The chart shows how long on average it took each Data Center to receive a response to the HTTP Request from the Endpoint along with the worst Endpoint Status for each interval on the chart.

Response Time

By default, the chart will show the last 24 hours at 15 minute intervals. This can be changed to the last 7 days (with hourly intervals) or 30 and 90 days (with daily intervals). Alternatively, select Custom and enter a start and end date to see this over a period of time up to 180 days (6 months).

Hover over any interval on the chart to see the average response time for each data centre during that interval as well as the worst Endpoint Status during that interval.

Soon you will be able to drill down and see how the Response Time is comprised i.e. how much time was spent on DNS Resolution, Transfer etc and how this varies over time.

As response times shown are the average for that interval, it is possible that the EndPoint Status can be Partial Disruption or Outage caused by a slow Response Time for a test that exceeds a threshold, but that the average for the interval is under the threshold.
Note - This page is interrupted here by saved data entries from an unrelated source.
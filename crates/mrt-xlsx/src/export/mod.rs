//! Writes a [`ReportSnapshot`] into a blank template.
//!
//! Only input cells are touched; the template's formulas, validations and styles travel
//! through unchanged. Every sheet is patched in memory first and the package is repacked once
//! at the end, so a failure never yields a partial workbook.

mod declaration;
mod tables;

use std::collections::BTreeMap;

use mrt_model::transform::humanize_key;
use mrt_model::{version_def, RegistryError, ReportSnapshot, TemplateType, TemplateVersionDef};
use thiserror::Error;

use crate::anchors::{bundled_anchor_map, AnchorError, DeclarationAnchors};
use crate::cell::{is_formula_cell, read_cell_text, write_cell_inline_str, CellPatchError};
use crate::context::{ContextError, DocumentContext};
use crate::recalc_policy::RecalcPolicy;

pub const DECLARATION_SHEET: &str = "Declaration";
pub const SMELTER_LIST_SHEET: &str = "Smelter List";
pub const MINE_LIST_SHEET: &str = "Mine List";
pub const PRODUCT_LIST_SHEET: &str = "Product List";
pub const MINERALS_SCOPE_SHEET: &str = "Minerals Scope";

#[derive(Debug, Error)]
pub enum ExportError {
    #[error(transparent)]
    Context(#[from] ContextError),
    #[error(transparent)]
    Cell(#[from] CellPatchError),
    #[error(transparent)]
    Registry(#[from] RegistryError),
    #[error(transparent)]
    Anchor(#[from] AnchorError),
    #[error("sheet not found in template: {0}")]
    MissingSheet(String),
    #[error("missing anchor mapping for {template_type}@{version}")]
    MissingAnchors {
        template_type: TemplateType,
        version: String,
    },
    #[error("Declaration anchor not found for {key}")]
    MissingAnchor { key: String },
}

pub(crate) fn cell(col: &str, row: u32) -> String {
    format!("{col}{row}")
}

/// One sheet being patched.
///
/// Reads that depend on the template's own text go through [`SheetPatch::read_original`] so
/// they never observe values written earlier in the same export.
pub(crate) struct SheetPatch<'a> {
    name: &'static str,
    original: String,
    xml: String,
    shared_strings: &'a [String],
    writes: usize,
}

impl<'a> SheetPatch<'a> {
    pub(crate) fn open(ctx: &'a DocumentContext, name: &'static str) -> Result<Self, ExportError> {
        if !ctx.has_sheet(name) {
            return Err(ExportError::MissingSheet(name.to_string()));
        }
        let xml = ctx.sheet_xml(name)?;
        Ok(Self {
            name,
            original: xml.clone(),
            xml,
            shared_strings: ctx.shared_strings(),
            writes: 0,
        })
    }

    pub(crate) fn read_original(&self, cell_ref: &str) -> Option<String> {
        read_cell_text(&self.original, cell_ref, self.shared_strings)
    }

    /// Writes `text`, failing on formula cells. An empty `text` clears the cell.
    pub(crate) fn write(&mut self, cell_ref: &str, text: &str) -> Result<(), ExportError> {
        self.xml = write_cell_inline_str(&self.xml, cell_ref, text, false)?;
        self.writes += 1;
        Ok(())
    }

    /// Writes a non-empty `text`. A formula cell is left alone unless the caller authorizes
    /// replacing the formula.
    pub(crate) fn write_smart(
        &mut self,
        cell_ref: &str,
        text: &str,
        allow_formula_overwrite: bool,
    ) -> Result<(), ExportError> {
        if text.is_empty() {
            return Ok(());
        }
        if !allow_formula_overwrite && is_formula_cell(&self.xml, cell_ref) {
            log::warn!("{}!{cell_ref} holds a template formula; keeping it", self.name);
            return Ok(());
        }
        self.xml = write_cell_inline_str(&self.xml, cell_ref, text, allow_formula_overwrite)?;
        self.writes += 1;
        Ok(())
    }

    fn into_xml(self) -> String {
        log::debug!("patched {} cells on {}", self.writes, self.name);
        self.xml
    }
}

fn patch_sheet<F>(ctx: &mut DocumentContext, name: &'static str, patch: F) -> Result<(), ExportError>
where
    F: FnOnce(&mut SheetPatch<'_>) -> Result<(), ExportError>,
{
    let xml = {
        let mut sheet = SheetPatch::open(ctx, name)?;
        patch(&mut sheet)?;
        sheet.into_xml()
    };
    ctx.set_sheet_xml(name, xml)?;
    Ok(())
}

/// Lowercase ASCII letters and digits only: `"Soda Ash"` and `"soda-ash"` compare equal.
pub(crate) fn normalize_token(input: &str) -> String {
    input
        .to_lowercase()
        .chars()
        .filter(char::is_ascii_alphanumeric)
        .collect()
}

/// Text a mineral key is written as.
///
/// AMRT templates validate mineral cells against their own option list (Declaration
/// `B68:B90`), so AMRT labels come from that list; other templates use the humanized key.
pub(crate) struct MineralLabels {
    by_key: BTreeMap<String, String>,
}

impl MineralLabels {
    fn load(ctx: &DocumentContext, def: &TemplateVersionDef) -> Result<Self, ExportError> {
        if def.template_type != TemplateType::Amrt {
            return Ok(Self {
                by_key: BTreeMap::new(),
            });
        }
        let decl = SheetPatch::open(ctx, DECLARATION_SHEET)?;
        Ok(Self {
            by_key: amrt_option_map(&decl, def),
        })
    }

    pub(crate) fn label(&self, key: &str) -> String {
        self.by_key
            .get(key)
            .cloned()
            .unwrap_or_else(|| humanize_key(key))
    }
}

const AMRT_OPTION_ROWS: std::ops::RangeInclusive<u32> = 68..=90;

fn amrt_option_map(decl: &SheetPatch<'_>, def: &TemplateVersionDef) -> BTreeMap<String, String> {
    let options: Vec<String> = AMRT_OPTION_ROWS
        .filter_map(|row| decl.read_original(&cell("B", row)))
        .map(|text| text.trim().to_string())
        .filter(|text| !text.is_empty())
        .collect();

    let mut map = BTreeMap::new();
    if let Some(other) = options
        .iter()
        .find(|opt| opt.to_lowercase().contains("other"))
    {
        map.insert("other".to_string(), other.clone());
    }

    for key in def.mineral_scope.keys().filter(|&k| k != "other") {
        let aliases: Vec<String> = match key {
            "aluminum" => vec!["Aluminum".to_string(), "Aluminium".to_string()],
            "sodaAsh" => vec!["Soda Ash".to_string()],
            "rareEarthElements" => vec!["Rare Earth Elements".to_string()],
            _ => vec![humanize_key(key)],
        };
        let norms: Vec<String> = aliases.iter().map(|a| normalize_token(a)).collect();
        let label = options
            .iter()
            .find(|opt| norms.contains(&normalize_token(opt)))
            .cloned()
            .unwrap_or_else(|| aliases[0].clone());
        map.insert(key.to_string(), label);
    }

    map
}

fn check_anchors(def: &TemplateVersionDef, anchors: &DeclarationAnchors) -> Result<(), ExportError> {
    let missing = |key: &str| ExportError::MissingAnchor {
        key: key.to_string(),
    };

    if def.template_type == TemplateType::Amrt {
        anchors.amrt_q1_row.ok_or_else(|| missing("amrtQ1Row"))?;
        anchors.amrt_q2_row.ok_or_else(|| missing("amrtQ2Row"))?;
        return Ok(());
    }

    for (index, question) in def.questions.iter().enumerate() {
        let number = index as u32 + 1;
        anchors
            .question_row(number)
            .ok_or_else(|| missing(question.key))?;
    }
    for question in &def.company_questions {
        anchors
            .company_row(question.key)
            .ok_or_else(|| missing(question.key))?;
    }
    Ok(())
}

/// Patches `snapshot` into the template held by `ctx` and returns the repacked workbook.
pub fn export_snapshot(
    mut ctx: DocumentContext,
    snapshot: &ReportSnapshot,
    anchors: &DeclarationAnchors,
) -> Result<Vec<u8>, ExportError> {
    let def = version_def(snapshot.template_type, &snapshot.version_id)?;
    check_anchors(def, anchors)?;

    let data = &snapshot.data;
    let labels = MineralLabels::load(&ctx, def)?;

    patch_sheet(&mut ctx, DECLARATION_SHEET, |decl| {
        declaration::write_declaration(decl, def, data, anchors, &labels)
    })?;

    if !data.smelter_list.is_empty() {
        patch_sheet(&mut ctx, SMELTER_LIST_SHEET, |sheet| {
            tables::write_smelter_list(sheet, def, &data.smelter_list, &labels)
        })?;
    }

    if !data.mine_list.is_empty() && ctx.has_sheet(MINE_LIST_SHEET) {
        patch_sheet(&mut ctx, MINE_LIST_SHEET, |sheet| {
            tables::write_mine_list(sheet, &data.mine_list, &labels)
        })?;
    }

    if !data.product_list.is_empty() {
        patch_sheet(&mut ctx, PRODUCT_LIST_SHEET, |sheet| {
            tables::write_product_list(sheet, def, &data.product_list)
        })?;
    }

    if def.template_type == TemplateType::Amrt
        && !data.minerals_scope.is_empty()
        && ctx.has_sheet(MINERALS_SCOPE_SHEET)
    {
        patch_sheet(&mut ctx, MINERALS_SCOPE_SHEET, |sheet| {
            tables::write_minerals_scope(sheet, &data.minerals_scope, &data.custom_minerals, &labels)
        })?;
    }

    log::debug!(
        "exported {}@{} into template",
        snapshot.template_type,
        snapshot.version_id
    );
    Ok(ctx.into_bytes(RecalcPolicy::default())?)
}

/// Loads `template` and exports `snapshot` using the bundled anchor map.
pub fn export_to_xlsx(template: &[u8], snapshot: &ReportSnapshot) -> Result<Vec<u8>, ExportError> {
    let anchors = bundled_anchor_map()?
        .get(snapshot.template_type, &snapshot.version_id)
        .ok_or_else(|| ExportError::MissingAnchors {
            template_type: snapshot.template_type,
            version: snapshot.version_id.clone(),
        })?;
    let ctx = DocumentContext::load(template)?;
    export_snapshot(ctx, snapshot, anchors)
}

#[cfg(test)]
mod tests {
    use super::*;

    use pretty_assertions::assert_eq;

    #[test]
    fn token_normalization_ignores_case_and_punctuation() {
        assert_eq!(normalize_token("Soda Ash"), "sodaash");
        assert_eq!(normalize_token("rare-earth_Elements"), "rareearthelements");
        assert_eq!(normalize_token("Other [specify below]"), "otherspecifybelow");
    }

    #[test]
    fn anchors_are_checked_against_the_definition() {
        let def = version_def(TemplateType::Crt, "2.21").unwrap();
        let mut anchors = DeclarationAnchors::default();
        for n in 1..=6 {
            anchors.question_header_row_by_number.insert(n, 20 + 2 * n);
        }
        for (i, key) in ["A", "B", "C", "D", "E", "F", "G", "H"].iter().enumerate() {
            anchors
                .company_header_row_by_key
                .insert(key.to_string(), 40 + i as u32);
        }

        match check_anchors(def, &anchors) {
            Err(ExportError::MissingAnchor { key }) => assert_eq!(key, "I"),
            other => panic!("expected MissingAnchor, got {other:?}"),
        }

        anchors.company_header_row_by_key.insert("I".to_string(), 48);
        assert!(check_anchors(def, &anchors).is_ok());
    }

    #[test]
    fn amrt_requires_both_question_rows() {
        let def = version_def(TemplateType::Amrt, "1.3").unwrap();
        let anchors = DeclarationAnchors {
            amrt_q1_row: Some(30),
            ..DeclarationAnchors::default()
        };
        assert!(matches!(
            check_anchors(def, &anchors),
            Err(ExportError::MissingAnchor { key }) if key == "amrtQ2Row"
        ));
    }
}
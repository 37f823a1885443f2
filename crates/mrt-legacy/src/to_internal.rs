//! Legacy document -> [`ReportSnapshot`] plus the [`RoundtripContext`] needed to write it back.

use std::collections::BTreeMap;

use mrt_model::minerals::other_mineral_key;
use mrt_model::registry::MineralInputMode;
use mrt_model::transform::{
    iso_date_to_epoch_ms, normalize_authorization_date_number, normalize_authorization_date_text,
};
use mrt_model::{
    AnswerValue, FormData, MineRow, MineralsScopeRow, ProductRow, ReportSnapshot, SmelterRow,
    TemplateType,
};
use serde_json::{Map, Value};

use crate::context::{
    EffectiveDateKind, EffectiveDateState, LegacyRowState, LegacyRows, ProductKeys,
    QuestionFieldStates, RoundtripContext,
};
use crate::document::{
    parse_legacy_report, LegacyError, AMRT_REASONS_KEY, COMPANY_KEY, COMPANY_QUESTIONS_KEY,
    MINES_KEY, PRODUCTS_KEY, RANGE_QUESTIONS_KEY, SMELTERS_KEY,
};
use crate::field_state::{any_string, capture_states, nullable_string, FieldStates, NullableFieldState};
use crate::plan::{normalize_mineral_label, plan, LegacyPlan};

pub(crate) fn array<'a>(doc: &'a Map<String, Value>, key: &str) -> &'a [Value] {
    doc.get(key)
        .and_then(Value::as_array)
        .map(Vec::as_slice)
        .unwrap_or(&[])
}

/// Integral value of a range question `type`.
pub(crate) fn legacy_type(value: Option<&Value>) -> Option<i64> {
    let Value::Number(number) = value? else {
        return None;
    };
    number.as_i64().or_else(|| {
        number
            .as_f64()
            .filter(|f| f.fract() == 0.0 && f.abs() < i64::MAX as f64)
            .map(|f| f as i64)
    })
}

/// Answer text a range question is imported as. CRT question 4 spells "all of it" as `100%`.
pub(crate) fn normalize_answer(template_type: TemplateType, question_key: &str, value: Option<&Value>) -> String {
    let Some(text) = value.and_then(Value::as_str) else {
        return String::new();
    };
    let trimmed = text.trim();
    if template_type == TemplateType::Crt && question_key == "Q4" {
        if let Some(number) = trimmed.strip_suffix('%') {
            if number.trim_end() == "100" {
                return "1".to_string();
            }
        }
    }
    trimmed.to_string()
}

/// `1`/`yes`/`y`/`true` -> `Yes`, `0`/`no`/`n`/`false` -> `No`, `unknown`/`unk` -> `Unknown`.
pub(crate) fn normalize_yes_no_unknown(value: Option<&Value>) -> String {
    let raw = any_string(value);
    let raw = raw.trim();
    match raw.to_lowercase().as_str() {
        "1" | "yes" | "y" | "true" => "Yes".to_string(),
        "0" | "no" | "n" | "false" => "No".to_string(),
        "unknown" | "unk" => "Unknown".to_string(),
        _ => raw.to_string(),
    }
}

/// `YYYY-MM-DD` for a legacy `effectiveDate`, or empty when it does not read as a date.
pub(crate) fn derive_authorization_date(value: Option<&Value>) -> String {
    let normalized = match value {
        Some(Value::String(text)) => {
            let trimmed = text.trim();
            if let Some(prefix) = trimmed.get(..10).filter(|p| iso_date_to_epoch_ms(p).is_some()) {
                return prefix.to_string();
            }
            normalize_authorization_date_text(trimmed)
        }
        Some(Value::Number(number)) => number
            .as_f64()
            .map(normalize_authorization_date_number)
            .unwrap_or_default(),
        _ => return String::new(),
    };
    if iso_date_to_epoch_ms(&normalized).is_some() {
        normalized
    } else {
        String::new()
    }
}

fn optional(item: &Map<String, Value>, key: &str) -> Option<String> {
    item.get(key).and_then(Value::as_str).map(str::to_string)
}

fn non_empty(value: String) -> Option<String> {
    if value.is_empty() {
        None
    } else {
        Some(value)
    }
}

fn first_non_empty<'a>(candidates: &[&'a str]) -> &'a str {
    candidates.iter().copied().find(|c| !c.is_empty()).unwrap_or("")
}

fn push_unique(list: &mut Vec<String>, value: &str) {
    if !list.iter().any(|v| v == value) {
        list.push(value.to_string());
    }
}

/// Internal row id: the legacy `id` when usable and not taken, else `fallback`.
fn row_id(rows: &LegacyRows, raw: Option<&Value>, fallback: String) -> String {
    let id = match raw {
        Some(Value::String(s)) if !s.trim().is_empty() => s.clone(),
        Some(Value::Number(n)) => n.to_string(),
        _ => return fallback,
    };
    if rows.contains(&id) {
        log::warn!("duplicate legacy row id {id:?}; importing it as {fallback:?}");
        fallback
    } else {
        id
    }
}

pub(crate) fn smelter_values(row: &SmelterRow) -> BTreeMap<&'static str, String> {
    let opt = |v: &Option<String>| v.clone().unwrap_or_default();
    BTreeMap::from([
        ("metal", row.metal.clone()),
        ("smelterLookup", row.smelter_lookup.clone()),
        ("smelterName", row.smelter_name.clone()),
        ("smelterCountry", row.smelter_country.clone()),
        ("smelterId", opt(&row.smelter_id)),
        ("smelterIdentification", opt(&row.smelter_identification)),
        ("sourceId", opt(&row.source_id)),
        ("recycledScrap", opt(&row.recycled_scrap)),
    ])
}

pub(crate) fn product_values(row: &ProductRow) -> BTreeMap<&'static str, String> {
    BTreeMap::from([
        ("productNumber", row.product_number.clone()),
        ("productName", row.product_name.clone()),
        ("requesterNumber", row.requester_number.clone().unwrap_or_default()),
        ("requesterName", row.requester_name.clone().unwrap_or_default()),
        ("comments", row.comments.clone()),
    ])
}

struct Importer<'a> {
    plan: &'a LegacyPlan,
    doc: &'a Map<String, Value>,
    data: FormData,
    /// Mineral key -> label seen in the document.
    label_by_key: BTreeMap<String, String>,
    /// Normalized label -> key for labels that are not template minerals (custom slots).
    key_by_label: BTreeMap<String, String>,
}
use core::fmt;

use serde::{Deserialize, Serialize};

/// Maximum number of columns in a worksheet (`XFD`).
pub const MAX_COLS: u32 = 16_384;
/// Maximum number of rows in a worksheet.
pub const MAX_ROWS: u32 = 1_048_576;

/// A reference to a single cell within a worksheet.
///
/// Rows and columns are **0-indexed**:
/// - `row = 0` is sheet row `1`
/// - `col = 0` is column `A`
#[derive(Copy, Clone, Debug, PartialEq, Eq, Hash, PartialOrd, Ord, Serialize, Deserialize)]
pub struct CellRef {
    /// 0-indexed row.
    pub row: u32,
    /// 0-indexed column.
    pub col: u32,
}

impl CellRef {
    #[inline]
    pub const fn new(row: u32, col: u32) -> Self {
        Self { row, col }
    }

    /// Builds a reference from column letters and a 1-based row number, the way template
    /// coordinates are usually written (`("D", 12)` is `D12`).
    pub fn from_column_row(column: &str, row_1_based: u32) -> Result<Self, A1ParseError> {
        if row_1_based == 0 || row_1_based > MAX_ROWS {
            return Err(A1ParseError::InvalidRow);
        }
        let col = name_to_col(column)?;
        if col >= MAX_COLS {
            return Err(A1ParseError::InvalidColumn);
        }
        Ok(Self::new(row_1_based - 1, col))
    }

    /// 1-based row number as it appears in A1 notation.
    #[inline]
    pub const fn row_number(self) -> u32 {
        self.row + 1
    }

    pub fn column_name(self) -> String {
        col_to_name(self.col)
    }

    /// Convert to A1 notation (e.g. `A1`, `BC32`).
    pub fn to_a1(self) -> String {
        format!("{}{}", col_to_name(self.col), self.row + 1)
    }

    /// Parse an A1-style reference (e.g. `D12`, `$B$2`). Column letters are case-insensitive.
    pub fn from_a1(a1: &str) -> Result<Self, A1ParseError> {
        let s = a1.trim();
        if s.is_empty() {
            return Err(A1ParseError::Empty);
        }

        let bytes = s.as_bytes();
        let mut idx = 0usize;
        if bytes.get(idx) == Some(&b'$') {
            idx += 1;
        }

        let col_start = idx;
        while idx < bytes.len() && bytes[idx].is_ascii_alphabetic() {
            idx += 1;
        }
        if idx == col_start {
            return Err(A1ParseError::MissingColumn);
        }
        let col_str = &s[col_start..idx];

        if bytes.get(idx) == Some(&b'$') {
            idx += 1;
        }

        let row_start = idx;
        while idx < bytes.len() && bytes[idx].is_ascii_digit() {
            idx += 1;
        }
        if idx == row_start {
            return Err(A1ParseError::MissingRow);
        }
        if idx != bytes.len() {
            return Err(A1ParseError::TrailingCharacters);
        }

        let row_1_based: u32 = s[row_start..idx]
            .parse()
            .map_err(|_| A1ParseError::InvalidRow)?;
        Self::from_column_row(col_str, row_1_based)
    }
}

impl fmt::Display for CellRef {
    fn fmt(&self, f: &mut fmt::Formatter<'_>) -> fmt::Result {
        f.write_str(&self.to_a1())
    }
}

/// Errors that can occur when parsing an A1 cell reference.
#[derive(Copy, Clone, Debug, PartialEq, Eq)]
pub enum A1ParseError {
    Empty,
    MissingColumn,
    MissingRow,
    InvalidColumn,
    InvalidRow,
    TrailingCharacters,
}

impl fmt::Display for A1ParseError {
    fn fmt(&self, f: &mut fmt::Formatter<'_>) -> fmt::Result {
        let msg = match self {
            A1ParseError::Empty => "empty A1 reference",
            A1ParseError::MissingColumn => "missing column in A1 reference",
            A1ParseError::MissingRow => "missing row in A1 reference",
            A1ParseError::InvalidColumn => "invalid column in A1 reference",
            A1ParseError::InvalidRow => "invalid row in A1 reference",
            A1ParseError::TrailingCharacters => "trailing characters in A1 reference",
        };
        f.write_str(msg)
    }
}

impl std::error::Error for A1ParseError {}

fn col_to_name(col: u32) -> String {
    // A1 columns are 1-based; we store 0-based.
    let mut n = col + 1;
    let mut out = String::new();
    while n > 0 {
        let rem = (n - 1) % 26;
        out.insert(0, char::from(b'A' + rem as u8));
        n = (n - 1) / 26;
    }
    out
}

fn name_to_col(s: &str) -> Result<u32, A1ParseError> {
    let mut col: u32 = 0;
    for b in s.bytes() {
        if !b.is_ascii_alphabetic() {
            return Err(A1ParseError::InvalidColumn);
        }
        let v = (b.to_ascii_uppercase() - b'A') as u32 + 1;
        col = col
            .checked_mul(26)
            .and_then(|c| c.checked_add(v))
            .ok_or(A1ParseError::InvalidColumn)?;
    }
    if col == 0 {
        return Err(A1ParseError::InvalidColumn);
    }
    Ok(col - 1)
}

#[cfg(test)]
mod tests {
    use super::*;

    #[test]
    fn a1_roundtrip() {
        let c = CellRef::new(0, 0);
        assert_eq!(c.to_a1(), "A1");
        assert_eq!(CellRef::from_a1("A1").unwrap(), c);
        assert_eq!(CellRef::from_a1("$A$1").unwrap(), c);

        let c2 = CellRef::new(31, 54); // BC32
        assert_eq!(c2.to_a1(), "BC32");
        assert_eq!(CellRef::from_a1("bc32").unwrap(), c2);
    }

    #[test]
    fn column_row_constructor_matches_a1() {
        let d12 = CellRef::from_column_row("D", 12).unwrap();
        assert_eq!(d12, CellRef::from_a1("D12").unwrap());
        assert_eq!(d12.row_number(), 12);
        assert_eq!(d12.column_name(), "D");
        assert_eq!(
            CellRef::from_column_row("D", 0),
            Err(A1ParseError::InvalidRow)
        );
    }

    #[test]
    fn rejects_malformed_references() {
        assert_eq!(CellRef::from_a1(""), Err(A1ParseError::Empty));
        assert_eq!(CellRef::from_a1("12"), Err(A1ParseError::MissingColumn));
        assert_eq!(CellRef::from_a1("D"), Err(A1ParseError::MissingRow));
        assert_eq!(CellRef::from_a1("D1x"), Err(A1ParseError::TrailingCharacters));
        assert!(CellRef::from_a1("XFD1048576").is_ok());
        assert!(CellRef::from_a1("XFE1").is_err());
        assert!(CellRef::from_a1("A1048577").is_err());
    }
}
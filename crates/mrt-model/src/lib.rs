//! `mrt-model` holds the data shared by every layer of the mineral reporting toolchain:
//! - the registry of supported template types and versions
//! - the normalized report snapshot the UI layer edits
//! - A1 cell addressing and small value conversions used on export and import

mod address;
pub mod minerals;
pub mod registry;
mod snapshot;
pub mod transform;

pub use address::{A1ParseError, CellRef, MAX_COLS, MAX_ROWS};
pub use minerals::{active_mineral_keys, custom_mineral_labels, parse_other_mineral_key};
pub use registry::{
    version_def, CompanyQuestionDef, MineralInputMode, QuestionDef, RegistryError, TemplateType,
    TemplateVersionDef,
};
pub use snapshot::{
    AnswerValue, FormData, MineRow, MineralsScopeRow, ProductRow, ReportSnapshot, SmelterRow,
    SNAPSHOT_SCHEMA_VERSION,
};
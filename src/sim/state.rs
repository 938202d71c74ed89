//! Game state and core simulation types

use glam::Vec2;
use rand::SeedableRng;
use rand_pcg::Pcg32;

use crate::consts::*;

/// The player's circle
#[derive(Debug, Clone)]
pub struct Player {
    pub pos: Vec2,
    pub radius: f32,
    /// Movement speed in pixels/s
    pub speed: f32,
}

impl Default for Player {
    fn default() -> Self {
        Self {
            pos: Vec2::new(WINDOW_W / 2.0, WINDOW_H - PLAYER_START_OFFSET_Y),
            radius: PLAYER_RADIUS,
            speed: PLAYER_SPEED,
        }
    }
}

/// A falling entity
#[derive(Debug, Clone)]
pub struct Faller {
    pub id: u32,
    pub pos: Vec2,
    pub vel: Vec2,
    pub radius: f32,
}

/// Events emitted by a tick, consumed by the shell (audio, logging)
#[derive(Debug, Clone, Copy, PartialEq, Eq)]
pub enum GameEvent {
    /// A faller scrolled off the bottom edge; one point awarded
    Dodged,
    /// The player collided with a faller; score reset, field cleared
    Hit,
}

/// Complete game state (deterministic)
#[derive(Debug, Clone)]
pub struct GameState {
    /// Run seed for reproducibility
    pub seed: u64,
    /// Score: one point per dodged faller, reset on collision
    pub score: u64,
    /// Simulation tick counter
    pub time_ticks: u64,
    /// Seconds since the last spawn
    pub spawn_timer: f32,
    /// Player circle
    pub player: Player,
    /// Active fallers (sorted by id for determinism)
    pub fallers: Vec<Faller>,
    /// Events emitted by the most recent tick
    pub events: Vec<GameEvent>,
    rng: Pcg32,
    next_id: u32,
}

impl GameState {
    /// Create a new game state with the given seed
    pub fn new(seed: u64) -> Self {
        Self {
            seed,
            score: 0,
            time_ticks: 0,
            spawn_timer: 0.0,
            player: Player::default(),
            fallers: Vec::new(),
            events: Vec::new(),
            rng: Pcg32::seed_from_u64(seed),
            next_id: 1,
        }
    }

    /// Allocate a new entity ID
    pub fn next_entity_id(&mut self) -> u32 {
        let id = self.next_id;
        self.next_id += 1;
        id
    }

    pub fn rng(&mut self) -> &mut Pcg32 {
        &mut self.rng
    }
}

#[cfg(test)]
mod tests {
    use super::*;

    #[test]
    fn test_new_state_is_empty() {
        let state = GameState::new(7);
        assert_eq!(state.score, 0);
        assert!(state.fallers.is_empty());
        assert!(state.events.is_empty());
        assert_eq!(state.player.pos.x, WINDOW_W / 2.0);
    }

    #[test]
    fn test_entity_ids_are_monotonic() {
        let mut state = GameState::new(7);
        let a = state.next_entity_id();
        let b = state.next_entity_id();
        assert!(b > a);
    }
}
//! Deterministic simulation module
//!
//! All gameplay logic lives here. This module must be pure and deterministic:
//! - Fixed timestep only
//! - Seeded RNG only
//! - Stable iteration order (by entity ID)
//! - No rendering or platform dependencies

pub mod collision;
pub mod state;
pub mod tick;

pub use collision::{circles_overlap, clamp_to_bounds};
pub use state::{Faller, GameEvent, GameState, Player};
pub use tick::{TickInput, tick};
In which case, look at the corresponding incident to see more details.

Incidents¶

Incidents show any current problems as well as a history of all past problems with an API Endpoint.

If a Test is not OK, an Incident will be opened and will remain open until that Test is OK for all Data Centers. However, if the same Test is not OK from multiple Data Centers, then only one Incident will be opened. Click on the Incident to see a timeline for each Data Center and hover over to see exact failure reason.

Incidents

New incidents will be opened for the most important test only. For example: if an Incident is opened because Response Code is Critical, an Incident will not be opened for Payload validation etc.

However, if an Incident is already open for one Test e.g. Response Time and later a more important Test e.g. Response Code becomes Critical, the Response Time Incident will remain Open and a new Incident for Response Code will also be opened. The Response Code Incident will be closed when Response Code is OK for all Data Centers and then the Response Time Incident will be closed when Response Time is OK for all Data Centers.

Open Incidents will show the current worst Test Status for any Data Center whereas Closed Incidents will show the worst Test Status at any point during the Incident.

Edit a Monitoring Check¶

To edit any of the Endpoint details (such as request headers), warning and critical thresholds or the JSON schema, first select the App, expand "Diagnostics" and select "Monitoring Checks" in the left hand menu. Expand the context menu for that Monitoring Check and select "Edit".

Edit Check

Remember to save any changes or click the back arrow at any point to discard.

Delete a Monitoring Check¶

To stop monitoring an API Endpoint, select the App, expand "Diagnostics" and select "Monitoring Checks" in the left hand menu. Expand the context menu for that Monitoring Check, select "Delete" and then click "OK" when prompted.